Utilizing the Event Horizon Telescope, a celestial-scale network comprising eight ground-based radio observatories, astronomers have pinpointed the probable genesis point of a colossal cosmic outflow emanating from the core of Messier 87.
This Webb/NIRCam image depicts a cosmic jet within Messier 87. Image attribution: Jan Röder / Maciek Wielgus / Joseph B. Jensen / Gagandeep S. Anand / R. Brent Tully.
Messier 87, a vast elliptical galaxy situated approximately 53 million light-years distant in the Virgo constellation, is the subject of this investigation.
Also designated as M87, Virgo A, or NGC 4486, this galaxy harbors a supermassive black hole whose mass is estimated to be about six billion times that of our Sun.

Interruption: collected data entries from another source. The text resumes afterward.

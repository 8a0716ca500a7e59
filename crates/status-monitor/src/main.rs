//! Status monitor CLI - watches LLM provider status feeds and alerts on incidents.

use anyhow::Result;
use clap::Parser;
use std::process::ExitCode;
use std::sync::Arc;
use tokio::signal;
use tracing::{error, info, warn};
use tracing_subscriber::{fmt, prelude::*, EnvFilter};

use status_monitor::{
    classify, Config, FeedSource, HttpFeedSource, Notification, Notifier, StatusMonitor,
};

/// Color used for the test notification.
const TEST_NOTIFICATION_COLOR: u32 = 0x00_FF00;

/// Characters of description shown by `--check-feeds`.
const PREVIEW_CHARS: usize = 200;

/// Status monitor - Alert on Anthropic and OpenAI status page incidents.
#[derive(Parser)]
#[command(name = "status-monitor")]
#[command(about = "Monitor LLM provider status feeds and alert Discord or Slack on incidents")]
#[command(version)]
struct Cli {
    /// Enable verbose logging
    #[arg(short, long)]
    verbose: bool,

    /// Run a single check cycle and exit (for cron use)
    #[arg(long, conflicts_with_all = ["check_feeds", "test_notification"])]
    once: bool,

    /// Fetch every feed, print its latest entry and classification, and exit
    #[arg(long, conflicts_with = "test_notification")]
    check_feeds: bool,

    /// Send a test message to the configured webhook and exit
    #[arg(long)]
    test_notification: bool,
}

#[tokio::main]
async fn main() -> Result<ExitCode> {
    let cli = Cli::parse();

    // Load .env before tracing so LOG_LEVEL and LOG_FORMAT apply
    dotenvy::dotenv().ok();
    init_tracing(cli.verbose);

    // .env is already loaded; read the environment as-is
    let config = match Config::from_lookup(|key| std::env::var(key).ok()) {
        Ok(config) => config,
        Err(e) => {
            error!(error = %e, "Configuration error");
            return Ok(ExitCode::FAILURE);
        }
    };

    let source = Arc::new(HttpFeedSource::new()?);

    if cli.check_feeds {
        return Ok(exit_code(check_feeds(&config, source.as_ref()).await));
    }

    let notifier = Notifier::from_config(&config)?;

    if cli.test_notification {
        return Ok(exit_code(send_test_notification(&config, notifier.as_ref()).await));
    }

    let mut monitor = StatusMonitor::new(&config, source, notifier);

    if cli.once {
        monitor.load_state();
        let report = tokio::select! {
            report = monitor.run_check_cycle() => Some(report),
            () = shutdown_signal() => None,
        };

        return Ok(match report {
            Some(report) => exit_code(report.state_saved),
            None => {
                info!("Interrupted, saving state");
                if !monitor.state().save() {
                    error!(path = %config.state_file.display(), "Final state not persisted");
                }
                ExitCode::SUCCESS
            }
        });
    }

    if monitor.run(shutdown_signal()).await {
        info!("Status monitor exited");
    } else {
        error!(
            path = %config.state_file.display(),
            "Final state not persisted, entries seen since the last save may be re-evaluated"
        );
    }
    Ok(ExitCode::SUCCESS)
}

/// Initialize tracing from `RUST_LOG`, then `LOG_LEVEL`, then `info`.
fn init_tracing(verbose: bool) {
    let base = if verbose {
        "status_monitor=debug,info".to_string()
    } else {
        std::env::var("RUST_LOG")
            .ok()
            .filter(|v| !v.trim().is_empty())
            .or_else(|| std::env::var("LOG_LEVEL").ok().map(|v| v.to_lowercase()))
            .unwrap_or_else(|| "info".to_string())
    };

    let filter = EnvFilter::try_new(format!("{base},reqwest=warn,hyper=warn"))
        .unwrap_or_else(|_| EnvFilter::new("info,reqwest=warn,hyper=warn"));

    let json = std::env::var("LOG_FORMAT").is_ok_and(|v| v.eq_ignore_ascii_case("json"));

    tracing_subscriber::registry()
        .with(filter)
        .with(json.then(|| fmt::layer().json()))
        .with((!json).then(fmt::layer))
        .init();
}

/// Print the latest entry of every configured feed.
async fn check_feeds(config: &Config, source: &dyn FeedSource) -> bool {
    let mut all_ok = true;

    for feed in &config.feeds {
        println!("\n{}", "=".repeat(60));
        println!("{}", feed.name);
        println!("{}", feed.url);
        println!("{}", "=".repeat(60));

        match source.latest_entry(feed.url).await {
            Ok(Some(entry)) => {
                let preview: String = entry.description.chars().take(PREVIEW_CHARS).collect();
                let classification = classify(&entry.title, &entry.description);

                println!("Title:       {}", entry.title);
                println!("ID:          {}", entry.id);
                println!("Link:        {}", entry.link);
                println!(
                    "Published:   {}",
                    entry.published.as_deref().unwrap_or("unknown")
                );
                println!("Description: {preview}");
                println!(
                    "Incident:    {}{}",
                    if classification.is_active() { "yes" } else { "no" },
                    classification
                        .keyword()
                        .map(|k| format!(" (matched '{k}')"))
                        .unwrap_or_default()
                );
            }
            Ok(None) => println!("No entries found"),
            Err(e) => {
                println!("Error: {e}");
                all_ok = false;
            }
        }
    }

    all_ok
}

/// Send a fixed message through the configured channel.
async fn send_test_notification(config: &Config, notifier: Option<&Notifier>) -> bool {
    let Some(notifier) = notifier else {
        error!(
            "Cannot send test notification: {} is not set",
            config.notification_type.webhook_env()
        );
        return false;
    };

    info!(channel = notifier.channel_name(), "Sending test notification");

    let notification = Notification::new(
        "Test Service",
        "Test Notification - System Working",
        "This is a test notification from the status monitor. \
         If you see this, your webhook is configured correctly!",
        "https://github.com",
        TEST_NOTIFICATION_COLOR,
    );

    let delivered = notifier.send(&notification).await;
    if delivered {
        info!("Test notification delivered");
    } else {
        warn!("Test notification failed, check the webhook URL");
    }
    delivered
}

fn exit_code(success: bool) -> ExitCode {
    if success {
        ExitCode::SUCCESS
    } else {
        ExitCode::FAILURE
    }
}

async fn shutdown_signal() {
    let ctrl_c = async {
        if let Err(e) = signal::ctrl_c().await {
            error!(error = %e, "Failed to listen for Ctrl+C");
            std::future::pending::<()>().await;
        }
    };

    #[cfg(unix)]
    let terminate = async {
        match signal::unix::signal(signal::unix::SignalKind::terminate()) {
            Ok(mut sigterm) => {
                sigterm.recv().await;
            }
            Err(e) => {
                error!(error = %e, "Failed to install SIGTERM handler");
                std::future::pending::<()>().await;
            }
        }
    };

    #[cfg(not(unix))]
    let terminate = std::future::pending::<()>();

    tokio::select! {
        () = ctrl_c => {
            info!("Received Ctrl+C, shutting down gracefully");
        },
        () = terminate => {
            info!("Received SIGTERM, shutting down gracefully");
        },
    }
}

This immense black hole serves as the engine for a luminous, narrowly focused stream of particles that propels outward from the galaxy’s nucleus, extending an astonishing 3,000 light-years into the void.
To conduct investigations of such minute regions at such extreme distances, astronomers collaborate by linking radio telescopes across the planet, effectively creating a singular, virtual observatory of Earth’s size, known as the Event Horizon Telescope (EHT).
Through an analysis of EHT observations of M87 from the year 2021, researchers compared the apparent brightness of radio emissions across varying spatial scales.
Their findings indicated that the luminous annulus encircling the black hole alone could not account for all of its emitted radio light. An additional, compact source, located approximately 0.09 light-years from the black hole, was identified, aligning with the predicted position of the jet’s origin point.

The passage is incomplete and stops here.